Top of Data for analysis

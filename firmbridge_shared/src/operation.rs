//! Block operations and the connection modes each one is legal in.

use crate::board_config::DeviceFeature;
use crate::command::ConnectionMode;
use std::fmt;

const BOTH: &[ConnectionMode] = &[ConnectionMode::Interactive, ConnectionMode::Upload];
const UPLOAD_ONLY: &[ConnectionMode] = &[ConnectionMode::Upload];

#[derive(Debug, Clone, Copy, PartialEq, Eq, Hash)]
pub enum Operation {
    SetPinMode,
    SetDigitalOutput,
    SetPwmOutput,
    ReadDigitalPin,
    ReadAnalogPin,
    SetServoOutput,
    SetPinTrigger,
    SetPinEcho,
    GetDistance,
    ReadDistance,
    SetPinBuzzer,
    SetTone,
    BendTones,
    AttachInterrupt,
    DetachInterrupt,
    SerialBegin,
    SerialPrint,
    SerialAvailable,
    SerialReadData,
    DataMap,
    DataConstrain,
    DataConvert,
    DataConvertAsciiCharacter,
    DataConvertAsciiNumber,
    LcdInitial,
    LcdDisplay,
    LcdClear,
    LcdSetContrast,
    LcdSetCursor,
    LcdWriteText,
    LcdDrawPixel,
    LcdDrawPicture,
}

impl Operation {
    pub const ALL: [Operation; 32] = [
        Operation::SetPinMode,
        Operation::SetDigitalOutput,
        Operation::SetPwmOutput,
        Operation::ReadDigitalPin,
        Operation::ReadAnalogPin,
        Operation::SetServoOutput,
        Operation::SetPinTrigger,
        Operation::SetPinEcho,
        Operation::GetDistance,
        Operation::ReadDistance,
        Operation::SetPinBuzzer,
        Operation::SetTone,
        Operation::BendTones,
        Operation::AttachInterrupt,
        Operation::DetachInterrupt,
        Operation::SerialBegin,
        Operation::SerialPrint,
        Operation::SerialAvailable,
        Operation::SerialReadData,
        Operation::DataMap,
        Operation::DataConstrain,
        Operation::DataConvert,
        Operation::DataConvertAsciiCharacter,
        Operation::DataConvertAsciiNumber,
        Operation::LcdInitial,
        Operation::LcdDisplay,
        Operation::LcdClear,
        Operation::LcdSetContrast,
        Operation::LcdSetCursor,
        Operation::LcdWriteText,
        Operation::LcdDrawPixel,
        Operation::LcdDrawPicture,
    ];

    /// The block opcode the editor sends.
    pub fn opcode(self) -> &'static str {
        match self {
            Operation::SetPinMode => "setPinMode",
            Operation::SetDigitalOutput => "setDigitalOutput",
            Operation::SetPwmOutput => "setPwmOutput",
            Operation::ReadDigitalPin => "readDigitalPin",
            Operation::ReadAnalogPin => "readAnalogPin",
            Operation::SetServoOutput => "setServoOutput",
            Operation::SetPinTrigger => "setPinTrigger",
            Operation::SetPinEcho => "setPinEcho",
            Operation::GetDistance => "getDistance",
            Operation::ReadDistance => "readDistance",
            Operation::SetPinBuzzer => "setPinBuzzer",
            Operation::SetTone => "setTone",
            Operation::BendTones => "bendTones",
            Operation::AttachInterrupt => "attachInterrupt",
            Operation::DetachInterrupt => "detachInterrupt",
            Operation::SerialBegin => "serialBegin",
            Operation::SerialPrint => "serialPrint",
            Operation::SerialAvailable => "serialAvailable",
            Operation::SerialReadData => "serialReadData",
            Operation::DataMap => "dataMap",
            Operation::DataConstrain => "dataConstrain",
            Operation::DataConvert => "dataConvert",
            Operation::DataConvertAsciiCharacter => "dataConvertASCIICharacter",
            Operation::DataConvertAsciiNumber => "dataConvertASCIINumber",
            Operation::LcdInitial => "setInitial",
            Operation::LcdDisplay => "setDisplay",
            Operation::LcdClear => "clearDisplay",
            Operation::LcdSetContrast => "setContrast",
            Operation::LcdSetCursor => "setCursor",
            Operation::LcdWriteText => "writeText",
            Operation::LcdDrawPixel => "drawPixel",
            Operation::LcdDrawPicture => "drawPicture",
        }
    }

    pub fn from_opcode(opcode: &str) -> Option<Self> {
        Self::ALL.into_iter().find(|op| op.opcode() == opcode)
    }

    /// Serial control, interrupts and data helpers depend on flashed program
    /// logic; everything else also runs against the generic firmware.
    pub fn modes(self) -> &'static [ConnectionMode] {
        match self {
            Operation::AttachInterrupt
            | Operation::DetachInterrupt
            | Operation::SerialBegin
            | Operation::SerialPrint
            | Operation::SerialAvailable
            | Operation::SerialReadData
            | Operation::DataMap
            | Operation::DataConstrain
            | Operation::DataConvert
            | Operation::DataConvertAsciiCharacter
            | Operation::DataConvertAsciiNumber => UPLOAD_ONLY,
            _ => BOTH,
        }
    }

    pub fn is_legal_in(self, mode: ConnectionMode) -> bool {
        self.modes().contains(&mode)
    }

    /// Hardware the device kit must carry for this operation.
    pub fn required_feature(self) -> Option<DeviceFeature> {
        match self {
            Operation::LcdInitial
            | Operation::LcdDisplay
            | Operation::LcdClear
            | Operation::LcdSetContrast
            | Operation::LcdSetCursor
            | Operation::LcdWriteText
            | Operation::LcdDrawPixel
            | Operation::LcdDrawPicture => Some(DeviceFeature::Display),
            _ => None,
        }
    }

    /// Pure accessors answer from local state and never touch the link.
    pub fn needs_link(self) -> bool {
        self != Operation::ReadDistance
    }
}

impl fmt::Display for Operation {
    fn fmt(&self, f: &mut fmt::Formatter<'_>) -> fmt::Result {
        f.write_str(self.opcode())
    }
}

Bottom of Data for analysis

Find every line in the records that has the word "SetPwmOutput". Copy those lines.

§ **Answer section**:
    SetPwmOutput,
        Operation::SetPwmOutput,
            Operation::SetPwmOutput => "setPwmOutput",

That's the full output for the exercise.